O porto de Luanda movimentava (2017/18) aproximadamente 5,4 milhões de toneladas de carga por ano e recebeu obras de modernização de 130 milhões de dólares, concluídas em 2014. Antes disso, recordava o Governo, o porto de Luanda “estava altamente congestionado”, com um tempo médio de espera superior a 10 dias.
Foi noticiado em 29 de Setembro de 2017 que o Governo deveria emitir uma garantia de Estado de 1.500 milhões de dólares (1.300 milhões de euros) a favor da construção, por privados, do novo porto da Barra do Dande, face ao esgotamento da capacidade do porto de Luanda.
“O Governo pretende criar as condições necessárias para que a província de Luanda tenha um novo porto de dimensão nacional e internacional com capacidade de abastecimento para todo o país e que, estrategicamente, possa ser, também, um entreposto internacional de mercadores”, lê-se nesse mesmo decreto.
Refere ainda que o porto de Luanda, “de acordo com a evolução registada nos últimos anos nas operações portuárias” e face às “projecções de tráfego realizadas, não logrará, a curto prazo, satisfazer as necessidades de estiva e movimentação de cargas e descargas exigidas pelo comércio nacional e internacional”.
Para o efeito, foi definido pelo Governo (do qual, recorde-se, fazia parte João Lourenço), segundo o mesmo documento, o objectivo estratégico para instalação, na nova cidade do Dande (já na província vizinha do Bengo) do novo porto da capital, serviços associados e uma Zona Económica Especial, reservando para o efeito uma área total de 197,2 quilómetros quadrados e um perímetro de 76,4 quilómetros.

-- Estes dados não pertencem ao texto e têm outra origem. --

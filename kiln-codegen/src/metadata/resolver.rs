//! Merge global conventions with per-class overrides.

use kiln_core::{NamingStyle, convert, pluralize};
use kiln_ir::{
    CacheSpec, CacheStrategy, Capabilities, ClassModel, ClassOverrides, DomainRole,
    EffectiveMetadata, GlobalConfig, IdSpec, NamingRules, RelationDefaults, RoleHint,
    SoftDeleteSpec, StateCapability,
};

use super::role::detect_role;
use crate::ConfigurationError;

const STATUS_FIELD: &str = "status";
const DEFAULT_DELIVERED_STATE: &str = "DELIVERED";
const DEFAULT_PICKED_UP_STATE: &str = "PICKED_UP";

/// Resolve the effective metadata for one class.
///
/// Per-class overrides win over global conventions, which win over the
/// built-in defaults. The result only depends on the inputs.
pub fn resolve(
    class: &ClassModel,
    global: &GlobalConfig,
    overrides: Option<&ClassOverrides>,
) -> Result<EffectiveMetadata, ConfigurationError> {
    let inherited = ClassOverrides::default();
    let ov = overrides.unwrap_or(&inherited);
    let conflict = |key: &str, reason: String| ConfigurationError::ConflictingOverride {
        class: class.name.clone(),
        key: key.to_string(),
        reason,
    };

    let naming = NamingRules {
        table: ov.table_naming.unwrap_or(global.table_naming),
        column: ov.column_naming.unwrap_or(global.column_naming),
        route: ov.route_naming.unwrap_or(global.route_naming),
    };

    let strategy = ov.id_strategy.unwrap_or(global.id_strategy);
    let id_type = ov
        .id_type
        .or(global.id_type)
        .unwrap_or_else(|| strategy.default_id_type());
    if !strategy.supports(id_type) {
        return Err(conflict(
            "id_type",
            format!(
                "id strategy '{}' cannot produce {} ids",
                strategy.as_str(),
                id_type.as_str()
            ),
        ));
    }
    let id_column = ov.id_column.as_deref().unwrap_or(&global.id_column);
    let id = IdSpec {
        field: "id".to_string(),
        column: id_column.to_string(),
        strategy,
        id_type,
    };

    let table_name = match &ov.table_name {
        Some(name) => name.clone(),
        None => format!(
            "{}{}",
            global.table_prefix.as_deref().unwrap_or_default(),
            convert(&class.name, naming.table)
        ),
    };

    let route_base = match &ov.route {
        Some(route) => normalize_route(route),
        None => route_base(&global.route_prefix, &class.name, naming.route),
    };

    let audited = ov.audit_fields.unwrap_or(global.audit_fields);
    let audit = audited.then(|| global.audit_names.clone());
    let versioned = ov.versioning.or(global.versioning).unwrap_or(audited);
    let version_field = versioned.then(|| global.audit_names.version.clone());

    let soft_delete = ov
        .soft_delete
        .unwrap_or(global.soft_delete)
        .then(|| {
            let field = ov
                .soft_delete_field
                .clone()
                .unwrap_or_else(|| global.soft_delete_field.clone());
            SoftDeleteSpec {
                column: convert(&field, naming.column),
                field,
            }
        });

    let cache = match ov.cache.unwrap_or(global.cache) {
        CacheStrategy::None => None,
        strategy => Some(CacheSpec {
            strategy,
            ttl_seconds: ov.cache_ttl_seconds.unwrap_or(global.cache_ttl_seconds),
        }),
    };

    let relations = RelationDefaults {
        cascade: ov.cascade.unwrap_or(global.cascade),
        fetch: ov.fetch.unwrap_or(global.fetch),
        orphan_removal: ov.orphan_removal.unwrap_or(global.orphan_removal),
        bidirectional: ov.bidirectional.unwrap_or(global.bidirectional),
    };

    let state = class.state_enum().map(|enum_name| StateCapability {
        enum_name,
        field: STATUS_FIELD.to_string(),
    });

    if ov.role == Some(RoleHint::Shipment) && state.is_none() {
        return Err(conflict(
            "role",
            "the shipment role requires a stateful class".to_string(),
        ));
    }

    let history = state.is_some()
        && ov.history.unwrap_or(global.history)
        && !class.is_audit_entity();

    let role = detect_role(
        class,
        ov.role,
        ov.delivered_state
            .as_deref()
            .unwrap_or(DEFAULT_DELIVERED_STATE),
        ov.picked_up_state
            .as_deref()
            .unwrap_or(DEFAULT_PICKED_UP_STATE),
    );
    if let DomainRole::ShipmentLike {
        delivered_state,
        picked_up_state,
    } = &role
        && delivered_state == picked_up_state
    {
        return Err(conflict(
            "delivered_state",
            format!(
                "delivered and picked-up states are both '{}'",
                delivered_state
            ),
        ));
    }

    Ok(EffectiveMetadata {
        class_name: class.name.clone(),
        table_name,
        schema: ov.schema.clone().unwrap_or_else(|| global.schema.clone()),
        naming,
        route_base,
        id,
        audit,
        version_field,
        soft_delete,
        cache,
        relations,
        recent_lookback: ov.recent_lookback.unwrap_or(global.recent_lookback),
        capabilities: Capabilities {
            state,
            history,
            role,
        },
    })
}

/// Base route for a class: the prefix followed by the pluralized name.
///
/// ```
/// use kiln_codegen::metadata::route_base;
/// use kiln_core::NamingStyle;
///
/// assert_eq!(route_base("", "Order", NamingStyle::Kebab), "/orders");
/// assert_eq!(route_base("/api", "OrderItem", NamingStyle::Kebab), "/api/order-items");
/// ```
pub fn route_base(prefix: &str, class_name: &str, style: NamingStyle) -> String {
    let segment = convert(&pluralize(class_name), style);
    let prefix = prefix.trim_matches('/');
    if prefix.is_empty() {
        format!("/{}", segment)
    } else {
        format!("/{}/{}", prefix, segment)
    }
}

fn normalize_route(route: &str) -> String {
    format!("/{}", route.trim_matches('/'))
}

#[cfg(test)]
mod tests {
    use kiln_ir::{
        Attribute, CascadeType, FetchType, IdStrategy, IdType, LookbackWindow, SemanticType,
    };

    use super::*;

    fn order() -> ClassModel {
        ClassModel::new("Order").attribute(Attribute::new("status", SemanticType::String))
    }

    #[test]
    fn test_defaults() {
        let meta = resolve(&order(), &GlobalConfig::default(), None).unwrap();

        assert_eq!(meta.table_name, "order");
        assert_eq!(meta.schema, "public");
        assert_eq!(meta.route_base, "/orders");
        assert_eq!(meta.id.strategy, IdStrategy::Uuid);
        assert_eq!(meta.id.id_type, IdType::Uuid);
        assert_eq!(meta.id.column, "id");
        assert!(!meta.is_audited());
        assert!(!meta.is_versioned());
        assert!(!meta.is_soft_delete());
        assert!(meta.cache.is_none());
        assert_eq!(meta.relations.fetch, FetchType::Lazy);
        assert_eq!(meta.recent_lookback, LookbackWindow::days(7));
    }

    #[test]
    fn test_stateful_capabilities() {
        let meta = resolve(&order(), &GlobalConfig::default(), None).unwrap();
        let state = meta.capabilities.state.as_ref().unwrap();

        assert_eq!(state.enum_name, "OrderStatus");
        assert_eq!(state.field, "status");
        assert!(meta.capabilities.history);
        assert_eq!(meta.capabilities.role, DomainRole::Generic);
    }

    #[test]
    fn test_audit_enables_versioning() {
        let config = GlobalConfig {
            audit_fields: true,
            ..GlobalConfig::default()
        };
        let meta = resolve(&order(), &config, None).unwrap();
        assert!(meta.is_audited());
        assert_eq!(meta.version_field.as_deref(), Some("version"));

        let overrides = ClassOverrides {
            versioning: Some(false),
            ..ClassOverrides::default()
        };
        let meta = resolve(&order(), &config, Some(&overrides)).unwrap();
        assert!(meta.is_audited());
        assert!(!meta.is_versioned());
    }

    #[test]
    fn test_overrides_win() {
        let config = GlobalConfig {
            table_prefix: Some("tbl_".into()),
            cascade: CascadeType::Persist,
            ..GlobalConfig::default()
        };
        let overrides = ClassOverrides {
            id_strategy: Some(IdStrategy::Sequence),
            table_naming: Some(NamingStyle::Pascal),
            cascade: Some(CascadeType::All),
            soft_delete: Some(true),
            soft_delete_field: Some("removedAt".into()),
            route: Some("purchases/".into()),
            ..ClassOverrides::default()
        };
        let meta = resolve(&order(), &config, Some(&overrides)).unwrap();

        assert_eq!(meta.table_name, "tbl_Order");
        assert_eq!(meta.id.id_type, IdType::Long);
        assert_eq!(meta.relations.cascade, CascadeType::All);
        assert_eq!(meta.route_base, "/purchases");
        let soft_delete = meta.soft_delete.unwrap();
        assert_eq!(soft_delete.field, "removedAt");
        assert_eq!(soft_delete.column, "removed_at");
    }

    #[test]
    fn test_conflicting_id_settings() {
        let overrides = ClassOverrides {
            id_strategy: Some(IdStrategy::AutoIncrement),
            id_type: Some(IdType::Uuid),
            ..ClassOverrides::default()
        };
        let err = resolve(&order(), &GlobalConfig::default(), Some(&overrides)).unwrap_err();

        assert!(matches!(
            err,
            ConfigurationError::ConflictingOverride { ref key, .. } if key == "id_type"
        ));
    }

    #[test]
    fn test_shipment_role_requires_state() {
        let overrides = ClassOverrides {
            role: Some(RoleHint::Shipment),
            ..ClassOverrides::default()
        };
        let tag = ClassModel::new("Tag");
        assert!(resolve(&tag, &GlobalConfig::default(), Some(&overrides)).is_err());
    }

    #[test]
    fn test_history_skips_log_classes() {
        let log = ClassModel::new("OrderHistory").with_state(None);
        let meta = resolve(&log, &GlobalConfig::default(), None).unwrap();
        assert!(meta.is_stateful());
        assert!(!meta.capabilities.history);

        let config = GlobalConfig {
            history: false,
            ..GlobalConfig::default()
        };
        let meta = resolve(&order(), &config, None).unwrap();
        assert!(!meta.capabilities.history);
    }

    #[test]
    fn test_resolution_is_deterministic() {
        let config = GlobalConfig {
            audit_fields: true,
            soft_delete: true,
            ..GlobalConfig::default()
        };
        let first = resolve(&order(), &config, None).unwrap();
        let second = resolve(&order(), &config, None).unwrap();
        assert_eq!(first, second);
    }

    #[test]
    fn test_route_base() {
        assert_eq!(route_base("", "Category", NamingStyle::Kebab), "/categories");
        assert_eq!(route_base("/api/", "Person", NamingStyle::Snake), "/api/people");
        assert_eq!(
            route_base("v1", "OrderItem", NamingStyle::Camel),
            "/v1/orderItems"
        );
    }
}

“O Governo considera a construção, a exploração e a manutenção do porto da Barra do Dande um empreendimento prioritário, de interesse nacional e público, considerando ainda que o empreendimento deve ser realizado com recurso a financiamento privado, de acordo com os princípios da eficiência da distribuição, partilha e gestão do risco pela parte que melhor o sabe gerir”, lê-se ainda no referido decreto.
Ficou ainda previsto que a concessão do futuro porto à sociedade Atlantic Ventures seria por um período de 30 anos, incluindo a tarefa de licenciamento, concepção, financiamento, projecto, desenvolvimento técnico e sua construção, “em associação com a autoridade do porto de Luanda”.
Recorde-se que o projecto do porto da Barra do Dande foi analisado e aprovado em reunião da Comissão Económica do Conselho de Ministros, em 2017, na qual esteve presente João Lourenço, então ministro da Defesa Nacional, e que não mereceu dele a mínima dúvida ou objecção.
Nota. Parte do Poema “Namoro” de Viriato da Cruz: «Mandei-lhe um cartão / Que o amigo Maninho tipografou. / ‘Por ti sofre o meu coração’. / Num canto “sim” / Noutro canto “não” / E ela o canto do “não… Dobrou.»